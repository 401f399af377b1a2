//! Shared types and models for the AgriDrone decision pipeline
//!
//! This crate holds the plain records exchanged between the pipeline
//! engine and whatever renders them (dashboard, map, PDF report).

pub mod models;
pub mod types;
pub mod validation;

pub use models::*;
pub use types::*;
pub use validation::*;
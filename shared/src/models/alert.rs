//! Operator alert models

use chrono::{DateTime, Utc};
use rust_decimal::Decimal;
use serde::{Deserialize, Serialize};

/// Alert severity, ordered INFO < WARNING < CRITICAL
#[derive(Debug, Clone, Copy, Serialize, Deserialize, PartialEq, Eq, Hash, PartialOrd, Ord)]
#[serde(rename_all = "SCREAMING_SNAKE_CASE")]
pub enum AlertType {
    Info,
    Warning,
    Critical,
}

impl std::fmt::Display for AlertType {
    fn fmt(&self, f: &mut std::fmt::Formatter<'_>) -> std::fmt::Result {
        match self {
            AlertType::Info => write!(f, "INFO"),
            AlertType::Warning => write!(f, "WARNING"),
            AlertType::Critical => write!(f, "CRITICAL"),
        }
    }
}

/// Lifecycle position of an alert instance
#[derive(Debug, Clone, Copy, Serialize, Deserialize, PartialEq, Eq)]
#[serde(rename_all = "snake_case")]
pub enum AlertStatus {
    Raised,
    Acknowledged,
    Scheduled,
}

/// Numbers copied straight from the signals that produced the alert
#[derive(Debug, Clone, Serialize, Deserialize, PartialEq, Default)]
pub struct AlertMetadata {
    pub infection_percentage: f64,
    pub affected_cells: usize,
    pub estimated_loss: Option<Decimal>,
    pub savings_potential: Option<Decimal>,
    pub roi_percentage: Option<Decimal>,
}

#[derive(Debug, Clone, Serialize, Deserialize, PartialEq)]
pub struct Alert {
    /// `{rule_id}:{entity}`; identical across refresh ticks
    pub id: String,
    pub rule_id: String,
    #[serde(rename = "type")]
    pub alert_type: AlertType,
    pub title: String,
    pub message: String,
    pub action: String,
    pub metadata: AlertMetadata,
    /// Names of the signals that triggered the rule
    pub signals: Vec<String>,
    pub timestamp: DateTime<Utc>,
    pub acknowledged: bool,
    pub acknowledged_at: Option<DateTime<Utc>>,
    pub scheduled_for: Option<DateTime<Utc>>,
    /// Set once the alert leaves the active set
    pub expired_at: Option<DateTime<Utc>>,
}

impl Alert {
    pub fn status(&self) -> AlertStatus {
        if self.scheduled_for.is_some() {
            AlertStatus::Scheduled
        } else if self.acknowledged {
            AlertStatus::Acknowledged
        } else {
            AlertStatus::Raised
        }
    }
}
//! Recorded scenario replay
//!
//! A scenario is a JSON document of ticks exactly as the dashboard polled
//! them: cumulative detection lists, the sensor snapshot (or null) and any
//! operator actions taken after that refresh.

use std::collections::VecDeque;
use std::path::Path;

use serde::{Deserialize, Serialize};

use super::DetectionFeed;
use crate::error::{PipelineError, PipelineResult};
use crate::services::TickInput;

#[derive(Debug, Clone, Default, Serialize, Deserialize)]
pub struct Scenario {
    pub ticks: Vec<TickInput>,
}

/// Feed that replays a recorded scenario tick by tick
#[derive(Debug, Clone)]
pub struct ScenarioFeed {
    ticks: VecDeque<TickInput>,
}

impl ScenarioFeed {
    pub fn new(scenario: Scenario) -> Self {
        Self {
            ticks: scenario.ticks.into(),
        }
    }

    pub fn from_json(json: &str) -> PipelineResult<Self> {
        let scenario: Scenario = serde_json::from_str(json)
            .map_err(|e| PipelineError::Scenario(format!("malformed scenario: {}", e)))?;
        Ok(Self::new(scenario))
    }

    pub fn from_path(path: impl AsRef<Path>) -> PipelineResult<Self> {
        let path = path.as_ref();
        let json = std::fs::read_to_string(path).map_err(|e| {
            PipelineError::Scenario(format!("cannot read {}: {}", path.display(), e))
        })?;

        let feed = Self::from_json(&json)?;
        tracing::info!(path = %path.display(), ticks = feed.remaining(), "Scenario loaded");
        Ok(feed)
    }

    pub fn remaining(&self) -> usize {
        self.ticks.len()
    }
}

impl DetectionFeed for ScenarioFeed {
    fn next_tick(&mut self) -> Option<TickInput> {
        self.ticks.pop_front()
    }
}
..........
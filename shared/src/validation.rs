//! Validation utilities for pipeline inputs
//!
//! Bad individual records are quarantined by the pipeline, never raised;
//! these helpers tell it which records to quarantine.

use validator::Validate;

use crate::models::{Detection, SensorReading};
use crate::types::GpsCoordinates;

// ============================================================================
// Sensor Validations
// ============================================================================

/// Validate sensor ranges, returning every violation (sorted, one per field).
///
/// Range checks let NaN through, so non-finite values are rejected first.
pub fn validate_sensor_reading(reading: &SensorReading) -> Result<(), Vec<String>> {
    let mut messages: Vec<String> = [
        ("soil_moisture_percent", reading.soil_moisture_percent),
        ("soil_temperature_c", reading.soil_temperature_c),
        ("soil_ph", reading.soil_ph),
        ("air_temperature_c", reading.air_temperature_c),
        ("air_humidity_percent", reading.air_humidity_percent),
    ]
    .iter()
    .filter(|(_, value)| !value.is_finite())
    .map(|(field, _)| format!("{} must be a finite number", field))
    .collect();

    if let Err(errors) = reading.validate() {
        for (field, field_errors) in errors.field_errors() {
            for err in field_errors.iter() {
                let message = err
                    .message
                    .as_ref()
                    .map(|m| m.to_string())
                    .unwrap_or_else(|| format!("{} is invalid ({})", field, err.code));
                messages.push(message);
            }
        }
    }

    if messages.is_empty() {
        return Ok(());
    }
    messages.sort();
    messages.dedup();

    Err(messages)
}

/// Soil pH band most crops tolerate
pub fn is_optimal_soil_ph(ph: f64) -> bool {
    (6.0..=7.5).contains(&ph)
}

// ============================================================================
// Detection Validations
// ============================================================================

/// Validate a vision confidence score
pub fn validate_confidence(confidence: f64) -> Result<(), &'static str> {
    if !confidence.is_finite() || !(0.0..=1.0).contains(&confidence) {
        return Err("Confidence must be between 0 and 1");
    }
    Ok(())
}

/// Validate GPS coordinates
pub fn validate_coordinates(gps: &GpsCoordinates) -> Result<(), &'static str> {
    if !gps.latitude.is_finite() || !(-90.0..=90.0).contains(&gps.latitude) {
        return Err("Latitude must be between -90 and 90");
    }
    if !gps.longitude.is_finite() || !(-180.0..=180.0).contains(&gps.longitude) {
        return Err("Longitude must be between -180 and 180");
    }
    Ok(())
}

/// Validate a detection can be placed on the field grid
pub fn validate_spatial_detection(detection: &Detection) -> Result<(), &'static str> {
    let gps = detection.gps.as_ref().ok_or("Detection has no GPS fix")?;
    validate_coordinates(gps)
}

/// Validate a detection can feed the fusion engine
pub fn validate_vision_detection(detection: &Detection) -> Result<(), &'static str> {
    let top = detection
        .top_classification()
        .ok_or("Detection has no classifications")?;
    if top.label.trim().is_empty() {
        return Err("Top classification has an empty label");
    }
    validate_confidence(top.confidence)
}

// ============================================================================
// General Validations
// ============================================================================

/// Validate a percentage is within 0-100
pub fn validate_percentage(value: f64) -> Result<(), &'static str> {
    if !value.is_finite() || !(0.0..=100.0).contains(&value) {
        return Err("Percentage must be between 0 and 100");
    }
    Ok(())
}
..........
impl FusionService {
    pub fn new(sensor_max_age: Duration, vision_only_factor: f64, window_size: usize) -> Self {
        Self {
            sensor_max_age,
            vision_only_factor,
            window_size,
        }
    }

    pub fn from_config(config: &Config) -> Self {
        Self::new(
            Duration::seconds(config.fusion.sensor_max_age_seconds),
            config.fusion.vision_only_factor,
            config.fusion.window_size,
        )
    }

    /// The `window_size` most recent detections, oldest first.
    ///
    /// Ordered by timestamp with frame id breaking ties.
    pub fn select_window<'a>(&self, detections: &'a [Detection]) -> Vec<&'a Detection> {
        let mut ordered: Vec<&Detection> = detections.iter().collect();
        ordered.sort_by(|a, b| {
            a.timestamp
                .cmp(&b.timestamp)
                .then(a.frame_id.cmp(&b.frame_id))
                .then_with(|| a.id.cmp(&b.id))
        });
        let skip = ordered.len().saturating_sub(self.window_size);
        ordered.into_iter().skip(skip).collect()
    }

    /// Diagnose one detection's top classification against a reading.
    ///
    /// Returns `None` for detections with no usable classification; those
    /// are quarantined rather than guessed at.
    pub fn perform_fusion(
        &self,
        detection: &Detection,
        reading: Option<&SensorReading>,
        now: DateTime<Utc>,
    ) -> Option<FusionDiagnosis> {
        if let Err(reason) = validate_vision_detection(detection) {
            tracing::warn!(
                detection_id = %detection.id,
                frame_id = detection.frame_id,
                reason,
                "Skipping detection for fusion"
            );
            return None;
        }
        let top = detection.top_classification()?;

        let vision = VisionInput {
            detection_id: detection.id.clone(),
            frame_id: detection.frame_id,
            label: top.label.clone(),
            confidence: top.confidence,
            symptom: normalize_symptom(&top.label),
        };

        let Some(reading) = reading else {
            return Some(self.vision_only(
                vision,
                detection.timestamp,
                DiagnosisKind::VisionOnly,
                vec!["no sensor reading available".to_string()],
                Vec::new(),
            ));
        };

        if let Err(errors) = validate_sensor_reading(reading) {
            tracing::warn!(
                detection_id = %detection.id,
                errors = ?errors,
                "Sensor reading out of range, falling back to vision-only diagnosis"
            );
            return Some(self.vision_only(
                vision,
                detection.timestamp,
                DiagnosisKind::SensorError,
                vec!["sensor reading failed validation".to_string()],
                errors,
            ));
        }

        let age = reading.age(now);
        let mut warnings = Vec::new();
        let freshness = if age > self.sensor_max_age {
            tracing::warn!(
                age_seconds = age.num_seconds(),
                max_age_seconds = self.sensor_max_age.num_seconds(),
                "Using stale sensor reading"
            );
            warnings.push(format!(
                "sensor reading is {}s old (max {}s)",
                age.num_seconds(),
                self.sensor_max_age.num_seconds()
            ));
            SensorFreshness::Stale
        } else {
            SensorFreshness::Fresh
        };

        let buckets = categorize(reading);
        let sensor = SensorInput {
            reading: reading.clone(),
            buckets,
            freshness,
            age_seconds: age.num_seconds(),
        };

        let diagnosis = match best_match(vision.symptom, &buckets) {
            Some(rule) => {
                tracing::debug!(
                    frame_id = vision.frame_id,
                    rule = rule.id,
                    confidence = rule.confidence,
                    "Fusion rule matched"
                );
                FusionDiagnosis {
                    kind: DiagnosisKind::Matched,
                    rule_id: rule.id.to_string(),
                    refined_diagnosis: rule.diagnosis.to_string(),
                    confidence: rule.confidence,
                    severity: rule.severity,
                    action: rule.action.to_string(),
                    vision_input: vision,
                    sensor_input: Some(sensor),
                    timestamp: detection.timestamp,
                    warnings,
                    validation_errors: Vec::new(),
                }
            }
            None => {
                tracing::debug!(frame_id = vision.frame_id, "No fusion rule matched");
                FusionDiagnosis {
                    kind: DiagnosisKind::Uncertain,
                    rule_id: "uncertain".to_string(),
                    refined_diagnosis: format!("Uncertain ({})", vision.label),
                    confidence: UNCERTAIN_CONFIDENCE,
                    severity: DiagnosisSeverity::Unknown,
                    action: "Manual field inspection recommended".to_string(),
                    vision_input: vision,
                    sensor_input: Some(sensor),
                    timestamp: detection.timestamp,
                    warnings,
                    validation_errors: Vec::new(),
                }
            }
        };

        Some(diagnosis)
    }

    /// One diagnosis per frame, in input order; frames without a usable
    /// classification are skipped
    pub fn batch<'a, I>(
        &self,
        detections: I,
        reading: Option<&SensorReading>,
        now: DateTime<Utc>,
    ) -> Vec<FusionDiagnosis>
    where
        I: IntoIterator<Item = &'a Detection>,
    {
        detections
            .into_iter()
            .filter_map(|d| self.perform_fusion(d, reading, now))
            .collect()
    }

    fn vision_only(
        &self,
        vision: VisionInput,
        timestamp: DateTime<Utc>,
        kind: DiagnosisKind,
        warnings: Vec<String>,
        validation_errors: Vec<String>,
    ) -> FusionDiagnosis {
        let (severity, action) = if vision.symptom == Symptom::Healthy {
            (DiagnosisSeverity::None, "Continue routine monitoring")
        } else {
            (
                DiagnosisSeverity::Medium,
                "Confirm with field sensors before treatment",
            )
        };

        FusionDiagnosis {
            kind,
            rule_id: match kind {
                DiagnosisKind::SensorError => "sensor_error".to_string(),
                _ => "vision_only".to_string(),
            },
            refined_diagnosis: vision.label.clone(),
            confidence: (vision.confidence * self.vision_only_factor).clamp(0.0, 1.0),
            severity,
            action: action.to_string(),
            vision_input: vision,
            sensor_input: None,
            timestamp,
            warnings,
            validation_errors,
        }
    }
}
..........
Retype exactly the lines of the data above that fall between the line with "repository 401f399af377b1a2" and the line with "WARNING < CRITICAL", inclusive, and add nothing.

SOLUTION TO THIS TASK.
repository 401f399af377b1a2
//! Shared types and models for the AgriDrone decision pipeline
//!
//! This crate holds the plain records exchanged between the pipeline
//! engine and whatever renders them (dashboard, map, PDF report).

pub mod models;
pub mod types;
pub mod validation;

pub use models::*;
pub use types::*;
pub use validation::*;
filename shared/src/models/alert.rs
//! Operator alert models

use chrono::{DateTime, Utc};
use rust_decimal::Decimal;
use serde::{Deserialize, Serialize};

/// Alert severity, ordered INFO < WARNING < CRITICAL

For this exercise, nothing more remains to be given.